=== EXERCISE DIRECTIONS ===
Among the records that follow, find the line with "pub const DEFAULT_SKIP_CATEGORIES: &[&str]" and the line with "are not generated". Set down those lines and all lines between them exactly, without adding anything.

=== Source records ===
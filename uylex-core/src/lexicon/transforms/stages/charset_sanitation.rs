//! Character-set sanitation stage
//!
//! Derives the strippable character set from the whole input and applies
//! the global cleanup to every line.

use crate::lexicon::charset::{sanitize_line, split_lines, strippable_chars};
use crate::lexicon::normalizer::SanitizedLexicon;
use crate::lexicon::transforms::{Runnable, TransformError};

/// Character-set sanitation stage
///
/// # Input
/// - `String` - the raw flat dictionary
///
/// # Output
/// - `SanitizedLexicon` - sanitized lines plus the set of stripped characters
pub struct CharsetSanitation;

impl CharsetSanitation {
    pub fn new() -> Self {
        CharsetSanitation
    }
}

impl Default for CharsetSanitation {
    fn default() -> Self {
        Self::new()
    }
}

impl Runnable<String, SanitizedLexicon> for CharsetSanitation {
    fn run(&self, input: String) -> Result<SanitizedLexicon, TransformError> {
        <Self as Runnable<&str, SanitizedLexicon>>::run(self, input.as_str())
    }
}

impl Runnable<&str, SanitizedLexicon> for CharsetSanitation {
    fn run(&self, input: &str) -> Result<SanitizedLexicon, TransformError> {
        let strippables = strippable_chars(input);
        let lines = split_lines(input)
            .into_iter()
            .map(|line| sanitize_line(line, &strippables))
            .collect();
        Ok(SanitizedLexicon { lines, strippables })
    }
}
//! Paradigm expansion
//!
//! Derives inflected entries from base entries using the noun suffixes of a
//! [`SuffixGrammar`]:
//!
//! - adjectivizers attach to the source, the target becomes its pertainym
//!   (`gold` → `golden`) or stays as is;
//! - prefixers attach to the source and prepend English (`in house`);
//! - suffixers attach to the source and append English (`house 's`).

use crate::lexicon::entry::LexEntry;
use crate::lexicon::grammar::{Pertainyms, SuffixGrammar};
use once_cell::sync::Lazy;
use regex::Regex;

static LOCATIVE_PREPOSITION: Lazy<Regex> = Lazy::new(|| Regex::new(r"\b(in|on)\b").unwrap());

/// Origins whose prefixed forms skip `in`/`on` glosses by default
pub const DEFAULT_SKIP_CATEGORIES: &[&str] = &["PER"];

pub struct Expander {
    grammar: SuffixGrammar,
    pertainyms: Pertainyms,
    skip_categories: Vec<String>,
}

impl Expander {
    pub fn new(grammar: SuffixGrammar, pertainyms: Pertainyms) -> Self {
        Expander {
            grammar,
            pertainyms,
            skip_categories: DEFAULT_SKIP_CATEGORIES.iter().map(|c| c.to_string()).collect(),
        }
    }

    /// Replace the origins for which `in`/`on` prefixes are not generated
    pub fn with_skip_categories<I, S>(mut self, categories: I) -> Self
    where
        I: IntoIterator<Item = S>,
        S: Into<String>,
    {
        self.skip_categories = categories.into_iter().map(Into::into).collect();
        self
    }

    fn skips_prefix(&self, origin: &str, prefix: &str) -> bool {
        self.skip_categories.iter().any(|category| category == origin)
            && LOCATIVE_PREPOSITION.is_match(prefix)
    }

    /// The entry itself followed by all its derived forms
    pub fn expand(&self, entry: &LexEntry) -> Vec<LexEntry> {
        let LexEntry {
            source,
            origin,
            target,
        } = entry;
        let mut expanded = vec![entry.clone()];

        let adjective = self.pertainyms.adjective(target).unwrap_or(target.as_str());
        for suffix in &self.grammar.adjectivizers {
            expanded.push(LexEntry::new(format!("{source}{suffix}"), origin.as_str(), adjective));
        }
        for (suffix, prefix) in &self.grammar.prefixers {
            if self.skips_prefix(origin, prefix) {
                continue;
            }
            expanded.push(LexEntry::new(
                format!("{source}{suffix}"),
                origin.as_str(),
                format!("{prefix}{target}"),
            ));
        }
        for (suffix, english) in &self.grammar.suffixers {
            expanded.push(LexEntry::new(
                format!("{source}{suffix}"),
                origin.as_str(),
                format!("{target}{english}"),
            ));
        }
        expanded
    }

    /// Expand every entry in order
    pub fn expand_all<'a, I>(&'a self, entries: I) -> impl Iterator<Item = LexEntry> + 'a
    where
        I: IntoIterator<Item = &'a LexEntry>,
        I::IntoIter: 'a,
    {
        entries.into_iter().flat_map(move |entry| self.expand(entry))
    }
}

#[cfg(test)]
mod tests {
    use super::*;
    use insta::assert_snapshot;

    fn expander() -> Expander {
        let grammar = SuffixGrammar {
            adjectivizers: vec!["لىق".to_string()],
            prefixers: vec![
                ("دا".to_string(), "in ".to_string()),
                ("دىن".to_string(), "from ".to_string()),
            ],
            suffixers: vec![("نىڭ".to_string(), " 's".to_string())],
        };
        let pertainyms = Pertainyms::parse("::s-noun gold ::t-adj golden\n");
        Expander::new(grammar, pertainyms)
    }

    fn render(entries: impl Iterator<Item = LexEntry>) -> String {
        entries.map(|entry| format!("{entry}\n")).collect()
    }

    #[test]
    fn test_expand_entry() {
        let entry = LexEntry::new("ئالتۇن", "DICT", "gold");
        assert_snapshot!(render(expander().expand(&entry).into_iter()), @r"
        ئالتۇن	DICT	gold
        ئالتۇنلىق	DICT	golden
        ئالتۇندا	DICT	in gold
        ئالتۇندىن	DICT	from gold
        ئالتۇننىڭ	DICT	gold 's
        ");
    }

    #[test]
    fn test_person_names_skip_locative_prefixes() {
        let entry = LexEntry::new("ئەخمەت", "PER", "Ahmet");
        let targets: Vec<String> = expander()
            .expand(&entry)
            .into_iter()
            .map(|entry| entry.target)
            .collect();
        assert_eq!(targets, vec!["Ahmet", "Ahmet", "from Ahmet", "Ahmet 's"]);
    }

    #[test]
    fn test_custom_skip_categories() {
        let expander = expander().with_skip_categories(Vec::<String>::new());
        let entry = LexEntry::new("ئەخمەت", "PER", "Ahmet");
        assert_eq!(expander.expand(&entry).len(), 5);
    }

    #[test]
    fn test_expand_all_keeps_order() {
        let entries = vec![
            LexEntry::new("ئات", "DICT", "horse"),
            LexEntry::new("ئۆي", "DICT", "house"),
        ];
        let expanded: Vec<LexEntry> = expander().expand_all(&entries).collect();
        assert_eq!(expanded.len(), 10);
        assert_eq!(expanded[0], entries[0]);
        assert_eq!(expanded[5], entries[1]);
    }
}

=== EXERCISE RESULT ===
pub const DEFAULT_SKIP_CATEGORIES: &[&str] = &["PER"];

pub struct Expander {
    grammar: SuffixGrammar,
    pertainyms: Pertainyms,
    skip_categories: Vec<String>,
}

impl Expander {
    pub fn new(grammar: SuffixGrammar, pertainyms: Pertainyms) -> Self {
        Expander {
            grammar,
            pertainyms,
            skip_categories: DEFAULT_SKIP_CATEGORIES.iter().map(|c| c.to_string()).collect(),
        }
    }

    /// Replace the origins for which `in`/`on` prefixes are not generated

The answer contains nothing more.